[Record set]
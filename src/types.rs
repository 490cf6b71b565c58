//! Common value types used throughout the prediction library

use serde::{Deserialize, Serialize};

/// A player's or team's skill score
pub type Rating = i32;

/// Signed difference between two ratings
pub type RatingDelta = i32;

/// Logistic expectation that a side wins, in [0.0, 1.0]
pub type WinProbability = f64;

/// Sensitivity constant controlling rating adjustment per match
pub type KFactor = i32;

/// Result of a single match from the tracked player's perspective
#[derive(Debug, Clone, Copy, PartialEq, Eq, Hash, Serialize, Deserialize)]
pub enum MatchOutcome {
    Win,
    Loss,
}

impl MatchOutcome {
    /// Actual score of the outcome: 1.0 for a win, 0.0 for a loss
    pub fn score(&self) -> f64 {
        match self {
            MatchOutcome::Win => 1.0,
            MatchOutcome::Loss => 0.0,
        }
    }
}

impl From<bool> for MatchOutcome {
    fn from(won: bool) -> Self {
        if won {
            MatchOutcome::Win
        } else {
            MatchOutcome::Loss
        }
    }
}

impl std::fmt::Display for MatchOutcome {
    fn fmt(&self, f: &mut std::fmt::Formatter<'_>) -> std::fmt::Result {
        match self {
            MatchOutcome::Win => write!(f, "Win"),
            MatchOutcome::Loss => write!(f, "Loss"),
        }
    }
}

/// Projected ratings under each hypothetical outcome of the next match
#[derive(Debug, Clone, Copy, PartialEq, Eq, Serialize, Deserialize)]
pub struct PredictionResult {
    /// Projected rating if the player wins
    pub win: Rating,
    /// Projected rating if the player loses
    pub lose: Rating,
    /// Projection under the more probable outcome; the current rating
    /// unchanged when both outcomes are exactly equally likely
    pub prediction: Rating,
}

/// K-factor back-solved from a match history
#[derive(Debug, Clone, Copy, PartialEq, Eq, Serialize, Deserialize)]
pub struct KFactorEstimate {
    /// Rounded mean over all observed transitions
    pub average: KFactor,
    /// Rounded value of the most recent transition alone
    pub actual: KFactor,
}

[Task brief]
Return exactly, and only, the line containing "the current rating" and every line after it through the end of the material.

[Answer section]
    /// Projection under the more probable outcome; the current rating
    /// unchanged when both outcomes are exactly equally likely
    pub prediction: Rating,
}

/// K-factor back-solved from a match history
#[derive(Debug, Clone, Copy, PartialEq, Eq, Serialize, Deserialize)]
pub struct KFactorEstimate {
    /// Rounded mean over all observed transitions
    pub average: KFactor,
    /// Rounded value of the most recent transition alone
    pub actual: KFactor,
}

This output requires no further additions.